[Records contained in a dataset]
......

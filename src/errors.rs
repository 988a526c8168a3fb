use axum::{
    extract::rejection::JsonRejection,
    http::StatusCode,
    response::{IntoResponse, Response},
    Json,
};
use sea_orm::{error::DbErr, TransactionError};
use serde::{Deserialize, Serialize};
use serde_json::json;
use utoipa::ToSchema;

fn current_request_id() -> Option<String> {
    crate::tracing::current_request_id().map(|rid| rid.as_str().to_string())
}

/// Error body returned by every failing endpoint.
#[derive(Debug, Serialize, Deserialize, ToSchema)]
#[schema(example = json!({
    "error": "Not Found",
    "message": "Not found: Task 42 not found",
    "details": null,
    "request_id": "req-abc123xyz",
    "timestamp": "2025-03-04T10:30:00.000Z"
}))]
pub struct ErrorResponse {
    /// HTTP status category (e.g., "Not Found", "Bad Request")
    #[schema(example = "Not Found")]
    pub error: String,
    #[schema(example = "Not found: Task 42 not found")]
    pub message: String,
    #[serde(skip_serializing_if = "Option::is_none")]
    pub details: Option<String>,
    /// Request identifier echoed from `x-request-id`
    #[serde(skip_serializing_if = "Option::is_none")]
    #[schema(example = "req-abc123xyz")]
    pub request_id: Option<String>,
    #[schema(example = "2025-03-04T10:30:00.000Z")]
    pub timestamp: String,
}

#[derive(Debug, thiserror::Error, Serialize)]
pub enum ServiceError {
    #[error("Database error: {0}")]
    DatabaseError(
        #[from]
        #[serde(skip)]
        sea_orm::error::DbErr,
    ),

    #[error("Not found: {0}")]
    NotFound(String),

    #[error("Validation error: {0}")]
    ValidationError(String),

    #[error("Bad request: {0}")]
    BadRequest(String),

    #[error("Insufficient stock: {0}")]
    InsufficientStock(String),

    #[error("Internal error: {0}")]
    InternalError(String),
}

impl From<validator::ValidationErrors> for ServiceError {
    fn from(err: validator::ValidationErrors) -> Self {
        ServiceError::ValidationError(err.to_string())
    }
}

/// Malformed or mistyped request bodies become 400s in the error envelope.
impl From<JsonRejection> for ServiceError {
    fn from(rejection: JsonRejection) -> Self {
        ServiceError::BadRequest(rejection.body_text())
    }
}

impl From<TransactionError<ServiceError>> for ServiceError {
    fn from(err: TransactionError<ServiceError>) -> Self {
        match err {
            TransactionError::Connection(db_err) => ServiceError::DatabaseError(db_err),
            TransactionError::Transaction(service_err) => service_err,
        }
    }
}

pub trait IntoDbErr {
    fn into_db_err(self) -> DbErr;
}

impl IntoDbErr for DbErr {
    fn into_db_err(self) -> DbErr {
        self
    }
}

impl IntoDbErr for &str {
    fn into_db_err(self) -> DbErr {
        DbErr::Custom(self.to_string())
    }
}

impl ServiceError {
    pub fn db_error<E: IntoDbErr>(error: E) -> Self {
        ServiceError::DatabaseError(error.into_db_err())
    }

    /// Single source of truth for error-to-status mapping.
    pub fn status_code(&self) -> StatusCode {
        match self {
            Self::DatabaseError(_) => StatusCode::INTERNAL_SERVER_ERROR,
            Self::NotFound(_) => StatusCode::NOT_FOUND,
            Self::ValidationError(_) | Self::BadRequest(_) => StatusCode::BAD_REQUEST,
            Self::InsufficientStock(_) => StatusCode::UNPROCESSABLE_ENTITY,
            Self::InternalError(_) => StatusCode::INTERNAL_SERVER_ERROR,
        }
    }

    /// Message safe to put in a response body. Storage and internal failures
    /// are reduced to a generic phrase.
    pub fn response_message(&self) -> String {
        match self {
            Self::DatabaseError(_) => "Database error".to_string(),
            Self::InternalError(_) => "Internal server error".to_string(),
            _ => self.to_string(),
        }
    }
}

impl IntoResponse for ServiceError {
    fn into_response(self) -> Response {
        let status = self.status_code();
        if status.is_server_error() {
            tracing::error!(error = %self, "request failed");
        }

        let err = ErrorResponse {
            error: status.canonical_reason().unwrap_or("Error").to_string(),
            message: self.response_message(),
            details: None,
            request_id: current_request_id(),
            timestamp: chrono::Utc::now().to_rfc3339(),
        };

        (status, Json(err)).into_response()
    }
}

......

→ **ACTION ITEM**
Output every entry again, exactly as given.

→ **COMPLETED EXERCISE**
filename src/errors.rs
repository 988a526c8168a3fb
use axum::{
    extract::rejection::JsonRejection,
    http::StatusCode,
    response::{IntoResponse, Response},
    Json,
};
use sea_orm::{error::DbErr, TransactionError};
use serde::{Deserialize, Serialize};
use serde_json::json;
use utoipa::ToSchema;

fn current_request_id() -> Option<String> {
    crate::tracing::current_request_id().map(|rid| rid.as_str().to_string())
}

/// Error body returned by every failing endpoint.
#[derive(Debug, Serialize, Deserialize, ToSchema)]
#[schema(example = json!({
    "error": "Not Found",
    "message": "Not found: Task 42 not found",
    "details": null,
    "request_id": "req-abc123xyz",
    "timestamp": "2025-03-04T10:30:00.000Z"
}))]
pub struct ErrorResponse {
    /// HTTP status category (e.g., "Not Found", "Bad Request")
    #[schema(example = "Not Found")]
    pub error: String,
    #[schema(example = "Not found: Task 42 not found")]
    pub message: String,
    #[serde(skip_serializing_if = "Option::is_none")]
    pub details: Option<String>,
    /// Request identifier echoed from `x-request-id`
    #[serde(skip_serializing_if = "Option::is_none")]
    #[schema(example = "req-abc123xyz")]
    pub request_id: Option<String>,
    #[schema(example = "2025-03-04T10:30:00.000Z")]
    pub timestamp: String,
}

#[derive(Debug, thiserror::Error, Serialize)]
pub enum ServiceError {
    #[error("Database error: {0}")]
    DatabaseError(
        #[from]
        #[serde(skip)]
        sea_orm::error::DbErr,
    ),

    #[error("Not found: {0}")]
    NotFound(String),

    #[error("Validation error: {0}")]
    ValidationError(String),

    #[error("Bad request: {0}")]
    BadRequest(String),

    #[error("Insufficient stock: {0}")]
    InsufficientStock(String),

    #[error("Internal error: {0}")]
    InternalError(String),
}

impl From<validator::ValidationErrors> for ServiceError {
    fn from(err: validator::ValidationErrors) -> Self {
        ServiceError::ValidationError(err.to_string())
    }
}

/// Malformed or mistyped request bodies become 400s in the error envelope.
impl From<JsonRejection> for ServiceError {
    fn from(rejection: JsonRejection) -> Self {
        ServiceError::BadRequest(rejection.body_text())
    }
}

impl From<TransactionError<ServiceError>> for ServiceError {
    fn from(err: TransactionError<ServiceError>) -> Self {
        match err {
            TransactionError::Connection(db_err) => ServiceError::DatabaseError(db_err),
            TransactionError::Transaction(service_err) => service_err,
        }
    }
}

pub trait IntoDbErr {
    fn into_db_err(self) -> DbErr;
}

impl IntoDbErr for DbErr {
    fn into_db_err(self) -> DbErr {
        self
    }
}

impl IntoDbErr for &str {
    fn into_db_err(self) -> DbErr {
        DbErr::Custom(self.to_string())
    }
}

impl ServiceError {
    pub fn db_error<E: IntoDbErr>(error: E) -> Self {
        ServiceError::DatabaseError(error.into_db_err())
    }

    /// Single source of truth for error-to-status mapping.
    pub fn status_code(&self) -> StatusCode {
        match self {
            Self::DatabaseError(_) => StatusCode::INTERNAL_SERVER_ERROR,
            Self::NotFound(_) => StatusCode::NOT_FOUND,
            Self::ValidationError(_) | Self::BadRequest(_) => StatusCode::BAD_REQUEST,
            Self::InsufficientStock(_) => StatusCode::UNPROCESSABLE_ENTITY,
            Self::InternalError(_) => StatusCode::INTERNAL_SERVER_ERROR,
        }
    }

    /// Message safe to put in a response body. Storage and internal failures
    /// are reduced to a generic phrase.
    pub fn response_message(&self) -> String {
        match self {
            Self::DatabaseError(_) => "Database error".to_string(),
            Self::InternalError(_) => "Internal server error".to_string(),
            _ => self.to_string(),
        }
    }
}

impl IntoResponse for ServiceError {
    fn into_response(self) -> Response {
        let status = self.status_code();
        if status.is_server_error() {
            tracing::error!(error = %self, "request failed");
        }

        let err = ErrorResponse {
            error: status.canonical_reason().unwrap_or("Error").to_string(),
            message: self.response_message(),
            details: None,
            request_id: current_request_id(),
            timestamp: chrono::Utc::now().to_rfc3339(),
        };

        (status, Json(err)).into_response()
    }
}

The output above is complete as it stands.